(Saved data entries)
Segment Open
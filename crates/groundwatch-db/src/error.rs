//! Error types for the incident store.
//!
//! Both store backends surface the same [`StoreError`], so callers never
//! branch on which backend is configured. `PostgreSQL` error codes that
//! have a domain meaning (missing row, unique violation) are folded into
//! the matching variant instead of leaking through as raw driver errors.

/// Errors surfaced by incident store implementations.
#[derive(Debug, thiserror::Error)]
pub enum StoreError {
    /// The requested incident does not exist.
    #[error("incident not found")]
    NotFound,

    /// A write collided with an existing record.
    #[error("conflicting write: {0}")]
    Conflict(String),

    /// A `PostgreSQL` operation failed.
    #[error("PostgreSQL error: {0}")]
    Database(sqlx::Error),

    /// A `PostgreSQL` migration failed.
    #[error("PostgreSQL migration error: {0}")]
    Migration(#[from] sqlx::migrate::MigrateError),

    /// A stored value could not be decoded into its domain type.
    #[error("stored value could not be decoded: {0}")]
    Decode(String),

    /// A configuration error.
    #[error("configuration error: {0}")]
    Config(String),
}

impl From<sqlx::Error> for StoreError {
    fn from(err: sqlx::Error) -> Self {
        match err {
            sqlx::Error::RowNotFound => Self::NotFound,
            sqlx::Error::Database(db) if db.is_unique_violation() => {
                Self::Conflict(db.message().to_owned())
            }
            other => Self::Database(other),
        }
    }
}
Segment Closed
TASK PROMPT: Check each line of the entries for the string "domain". Copy the lines that have it.

WRITTEN SOLUTION:
//! have a domain meaning (missing row, unique violation) are folded into
    /// A stored value could not be decoded into its domain type.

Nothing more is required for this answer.